EXERCISE OBJECTIVE: Starting with the opening line of the material, restate every line word for word, and end on the line containing "use stockroom_core::resources::SupplierResource;".

[MATERIALS PROVIDED Boundary: Start]

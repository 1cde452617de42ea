//! Suppliers screen.

use ratatui::layout::Constraint;
use ratatui::widgets::{Cell, Row};

use stockroom_core::Route;
use stockroom_core::model::{Supplier, SupplierDraft};
use stockroom_core::resources::SupplierResource;

use crate::screens::list::ListView;
use crate::widgets::form::{Field, Form};

impl ListView for SupplierResource {
    const ROUTE: Route = Route::Suppliers;
    const NOUN: &'static str = "supplier";

    fn columns() -> Vec<(&'static str, Constraint)> {
        vec![
            ("Name", Constraint::Fill(2)),
            ("Contact", Constraint::Fill(1)),
            ("Email", Constraint::Fill(2)),
            ("Address", Constraint::Fill(2)),
        ]
    }

    fn row(s: &Supplier) -> Row<'static> {
        Row::new(vec![
            Cell::from(s.name.clone()),
            Cell::from(s.contact_info.clone().unwrap_or_default()),
            Cell::from(s.email.clone().unwrap_or_default()),
            Cell::from(s.address.clone().unwrap_or_default()),
        ])
    }

    fn form(draft: &SupplierDraft, _lookups: &()) -> Form {
        Form::new(vec![
            Field::text("Name", draft.name.clone()),
            Field::text("Contact", draft.contact_info.clone()),
            Field::text("Email", draft.email.clone()),
            Field::text("Address", draft.address.clone()),
        ])
    }

    fn read_form(form: &Form) -> Result<SupplierDraft, String> {
        Ok(SupplierDraft {
            name: form.text(0).to_owned(),
            contact_info: form.text(1).to_owned(),
            email: form.text(2).to_owned(),
            address: form.text(3).to_owned(),
        })
    }
}
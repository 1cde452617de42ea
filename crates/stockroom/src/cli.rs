//! Clap derive structures for the `stockroom` CLI.
//!
//! Defines the complete command tree, global flags, and shared types.
//! Compiled standalone by build.rs for man pages, so nothing here may
//! reference the core crates.

use std::path::PathBuf;

use clap::{Args, Parser, Subcommand, ValueEnum};

// ── Top-Level CLI ────────────────────────────────────────────────────

/// stockroom -- inventory administration from the terminal
#[derive(Debug, Parser)]
#[command(
    name = "stockroom",
    version,
    about = "Manage products, suppliers, and stock movements from the command line",
    long_about = "Administer an inventory backend: products, suppliers, stock\n\
        movements, and reports. Every command opens a session with the\n\
        configured credentials, runs, and logs out again.",
    propagate_version = true,
    subcommand_required = true,
    arg_required_else_help = true
)]
pub struct Cli {
    #[command(flatten)]
    pub global: GlobalOpts,

    #[command(subcommand)]
    pub command: Command,
}

// ── Global Options ───────────────────────────────────────────────────

#[derive(Debug, Args)]
pub struct GlobalOpts {
    /// Backend profile to use
    #[arg(long, short = 'p', env = "STOCKROOM_PROFILE", global = true)]
    pub profile: Option<String>,

    /// Backend URL (overrides profile)
    #[arg(long, short = 'S', env = "STOCKROOM_SERVER", global = true)]
    pub server: Option<String>,

    /// Login email (overrides profile)
    #[arg(long, short = 'e', env = "STOCKROOM_EMAIL", global = true)]
    pub email: Option<String>,

    /// Output format
    #[arg(
        long,
        short = 'o',
        env = "STOCKROOM_OUTPUT",
        default_value = "table",
        global = true
    )]
    pub output: OutputFormat,

    /// When to use color output
    #[arg(long, default_value = "auto", global = true)]
    pub color: ColorMode,

    /// Increase verbosity (-v, -vv, -vvv)
    #[arg(long, short = 'v', action = clap::ArgAction::Count, global = true)]
    pub verbose: u8,

    /// Suppress non-error output
    #[arg(long, short = 'q', global = true)]
    pub quiet: bool,

    /// Skip confirmation prompts
    #[arg(long, short = 'y', global = true)]
    pub yes: bool,

    /// Accept self-signed TLS certificates
    #[arg(long, short = 'k', env = "STOCKROOM_INSECURE", global = true)]
    pub insecure: bool,

    /// Request timeout in seconds
    #[arg(long, env = "STOCKROOM_TIMEOUT", default_value = "30", global = true)]
    pub timeout: u64,
}

// ── Output & Color Enums ─────────────────────────────────────────────

#[derive(Debug, Clone, ValueEnum)]
pub enum OutputFormat {
    /// Pretty table (default, interactive)
    Table,
    /// Pretty-printed JSON
    Json,
    /// Compact single-line JSON
    JsonCompact,
    /// YAML
    Yaml,
    /// Plain text, one value per line (scripting)
    Plain,
}

#[derive(Debug, Clone, ValueEnum)]
pub enum ColorMode {
    /// Auto-detect (color if terminal is interactive)
    Auto,
    /// Always emit color codes
    Always,
    /// Never emit color codes
    Never,
}

// ── Domain value enums ───────────────────────────────────────────────

#[derive(Debug, Clone, Copy, ValueEnum)]
pub enum RoleArg {
    Admin,
    Staff,
}

#[derive(Debug, Clone, Copy, ValueEnum)]
pub enum MovementArg {
    /// Stock received
    In,
    /// Stock issued
    Out,
}

// ── Top-Level Command Enum ───────────────────────────────────────────

#[derive(Debug, Subcommand)]
pub enum Command {
    /// Show the logged-in account
    Whoami,

    /// Register a new account; `--email` names it, the password is prompted
    Register(RegisterArgs),

    /// Register the demo admin and staff accounts
    SeedDemo,

    /// Inventory overview: totals, low stock, recent movements
    #[command(alias = "dash")]
    Dashboard,

    /// Manage products
    #[command(alias = "prod", alias = "p")]
    Products(ProductsArgs),

    /// Manage suppliers
    #[command(alias = "sup")]
    Suppliers(SuppliersArgs),

    /// Inventory movement logs and stock updates
    #[command(alias = "log")]
    Logs(LogsArgs),

    /// Valuation and movement reports (administrators only)
    Reports(ReportsArgs),

    /// Manage CLI configuration and profiles
    Config(ConfigArgs),

    /// Generate shell completions
    Completions(CompletionsArgs),
}

// ── Shared List Arguments ────────────────────────────────────────────

#[derive(Debug, Args)]
pub struct SearchArgs {
    /// Case-insensitive substring filter
    #[arg(long, short = 's')]
    pub search: Option<String>,

    /// Let the server do the search instead of filtering locally
    #[arg(long, requires = "search")]
    pub remote: bool,
}

// ━━━━━━━━━━━━━━━━━━━━━━━━━━━━━━━━━━━━━━━━━━━━━━━━━━━━━━━━━━━━━━━━━━
//  ACCOUNTS
// ━━━━━━━━━━━━━━━━━━━━━━━━━━━━━━━━━━━━━━━━━━━━━━━━━━━━━━━━━━━━━━━━━━

#[derive(Debug, Args)]
pub struct RegisterArgs {
    /// Display name
    #[arg(long, required = true)]
    pub name: String,

    /// Account role
    #[arg(long, default_value = "staff")]
    pub role: RoleArg,
}

// ━━━━━━━━━━━━━━━━━━━━━━━━━━━━━━━━━━━━━━━━━━━━━━━━━━━━━━━━━━━━━━━━━━
//  PRODUCTS
// ━━━━━━━━━━━━━━━━━━━━━━━━━━━━━━━━━━━━━━━━━━━━━━━━━━━━━━━━━━━━━━━━━━

#[derive(Debug, Args)]
pub struct ProductsArgs {
    #[command(subcommand)]
    pub command: ProductsCommand,
}

#[derive(Debug, Subcommand)]
pub enum ProductsCommand {
    /// List products
    #[command(alias = "ls")]
    List {
        #[command(flatten)]
        filter: SearchArgs,

        /// Only products at or below their reorder level
        #[arg(long)]
        low_stock: bool,
    },

    /// Show one product
    Get {
        /// Product ID
        id: i64,
    },

    /// Create a product
    Create(ProductFields),

    /// Update a product (only the given fields change)
    Update {
        /// Product ID
        id: i64,

        #[command(flatten)]
        fields: ProductFields,
    },

    /// Delete a product
    #[command(alias = "rm")]
    Delete {
        /// Product ID
        id: i64,
    },
}

#[derive(Debug, Args)]
pub struct ProductFields {
    /// Product name
    #[arg(long)]
    pub name: Option<String>,

    #[arg(long)]
    pub description: Option<String>,

    #[arg(long)]
    pub category: Option<String>,

    /// Supplier ID
    #[arg(long, conflicts_with = "no_supplier")]
    pub supplier: Option<i64>,

    /// Clear the supplier
    #[arg(long)]
    pub no_supplier: bool,

    /// Units on hand
    #[arg(long)]
    pub quantity: Option<i32>,

    /// Unit price (decimal, e.g. 12.50)
    #[arg(long)]
    pub price: Option<String>,

    /// Warehouse location
    #[arg(long)]
    pub location: Option<String>,

    /// Low-stock threshold
    #[arg(long)]
    pub reorder_level: Option<i32>,
}

// ━━━━━━━━━━━━━━━━━━━━━━━━━━━━━━━━━━━━━━━━━━━━━━━━━━━━━━━━━━━━━━━━━━
//  SUPPLIERS
// ━━━━━━━━━━━━━━━━━━━━━━━━━━━━━━━━━━━━━━━━━━━━━━━━━━━━━━━━━━━━━━━━━━

#[derive(Debug, Args)]
pub struct SuppliersArgs {
    #[command(subcommand)]
    pub command: SuppliersCommand,
}

#[derive(Debug, Subcommand)]
pub enum SuppliersCommand {
    /// List suppliers
    #[command(alias = "ls")]
    List {
        #[command(flatten)]
        filter: SearchArgs,
    },

    /// Show one supplier
    Get {
        /// Supplier ID
        id: i64,
    },

    /// Create a supplier
    Create(SupplierFields),

    /// Update a supplier (only the given fields change)
    Update {
        /// Supplier ID
        id: i64,

        #[command(flatten)]
        fields: SupplierFields,
    },

    /// Delete a supplier
    #[command(alias = "rm")]
    Delete {
        /// Supplier ID
        id: i64,
    },
}

#[derive(Debug, Args)]
pub struct SupplierFields {
    /// Supplier name
    #[arg(long)]
    pub name: Option<String>,

    /// Contact person or phone
    #[arg(long)]
    pub contact: Option<String>,

    /// Supplier email
    #[arg(long = "supplier-email")]
    pub supplier_email: Option<String>,

    #[arg(long)]
    pub address: Option<String>,
}

// ━━━━━━━━━━━━━━━━━━━━━━━━━━━━━━━━━━━━━━━━━━━━━━━━━━━━━━━━━━━━━━━━━━
//  INVENTORY LOGS
// ━━━━━━━━━━━━━━━━━━━━━━━━━━━━━━━━━━━━━━━━━━━━━━━━━━━━━━━━━━━━━━━━━━

#[derive(Debug, Args)]
pub struct LogsArgs {
    #[command(subcommand)]
    pub command: LogsCommand,
}

#[derive(Debug, Subcommand)]
pub enum LogsCommand {
    /// List stock movements, newest first
    #[command(alias = "ls")]
    List {
        /// Case-insensitive filter on product, type, and notes
        #[arg(long, short = 's')]
        search: Option<String>,
    },

    /// Record a stock movement and adjust the product's quantity
    Stock {
        /// Product ID
        product_id: i64,

        /// Direction of the movement
        #[arg(long = "type", short = 't', value_name = "TYPE")]
        movement: MovementArg,

        /// Units moved (positive)
        #[arg(long, short = 'n')]
        quantity: i32,

        /// Free-text note
        #[arg(long)]
        notes: Option<String>,
    },

    /// Append a log entry without changing the product's quantity
    Record {
        /// Product ID
        product_id: i64,

        /// Direction of the movement
        #[arg(long = "type", short = 't', value_name = "TYPE")]
        movement: MovementArg,

        /// Units moved (positive)
        #[arg(long, short = 'n')]
        quantity: i32,

        /// Free-text note
        #[arg(long)]
        notes: Option<String>,
    },
}

// ━━━━━━━━━━━━━━━━━━━━━━━━━━━━━━━━━━━━━━━━━━━━━━━━━━━━━━━━━━━━━━━━━━
//  REPORTS
// ━━━━━━━━━━━━━━━━━━━━━━━━━━━━━━━━━━━━━━━━━━━━━━━━━━━━━━━━━━━━━━━━━━

#[derive(Debug, Args)]
pub struct ReportsArgs {
    #[command(subcommand)]
    pub command: ReportsCommand,
}

#[derive(Debug, Subcommand)]
pub enum ReportsCommand {
    /// Stock valuation, turnover, fast and slow movers
    Show,

    /// Download the movement log as CSV
    Export {
        /// Write to this file instead of stdout
        #[arg(long, short = 'f')]
        file: Option<PathBuf>,
    },
}

// ━━━━━━━━━━━━━━━━━━━━━━━━━━━━━━━━━━━━━━━━━━━━━━━━━━━━━━━━━━━━━━━━━━
//  CONFIG
// ━━━━━━━━━━━━━━━━━━━━━━━━━━━━━━━━━━━━━━━━━━━━━━━━━━━━━━━━━━━━━━━━━━

#[derive(Debug, Args)]
pub struct ConfigArgs {
    #[command(subcommand)]
    pub command: ConfigCommand,
}

#[derive(Debug, Subcommand)]
pub enum ConfigCommand {
    /// Create initial config file with guided setup
    Init,

    /// Display current resolved configuration
    Show,

    /// Set a value on the active profile
    Set {
        /// Profile key (server, email, password_env, insecure, timeout, ca_cert)
        key: String,

        /// Value to set
        value: String,
    },

    /// List configured profiles
    Profiles,

    /// Set the default profile
    Use {
        /// Profile name to set as default
        name: String,
    },

    /// Store a password in the system keyring
    SetPassword {
        /// Profile name
        #[arg(long)]
        profile: Option<String>,
    },
}

// ━━━━━━━━━━━━━━━━━━━━━━━━━━━━━━━━━━━━━━━━━━━━━━━━━━━━━━━━━━━━━━━━━━
//  COMPLETIONS
// ━━━━━━━━━━━━━━━━━━━━━━━━━━━━━━━━━━━━━━━━━━━━━━━━━━━━━━━━━━━━━━━━━━

#[derive(Debug, Args)]
pub struct CompletionsArgs {
    /// Shell to generate completions for
    pub shell: clap_complete::Shell,
}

[MATERIALS PROVIDED Boundary: End]

REPLY TO THE EXERCISE:
repository 1cde452617de42ea
//! Suppliers screen.

use ratatui::layout::Constraint;
use ratatui::widgets::{Cell, Row};

use stockroom_core::Route;
use stockroom_core::model::{Supplier, SupplierDraft};
use stockroom_core::resources::SupplierResource;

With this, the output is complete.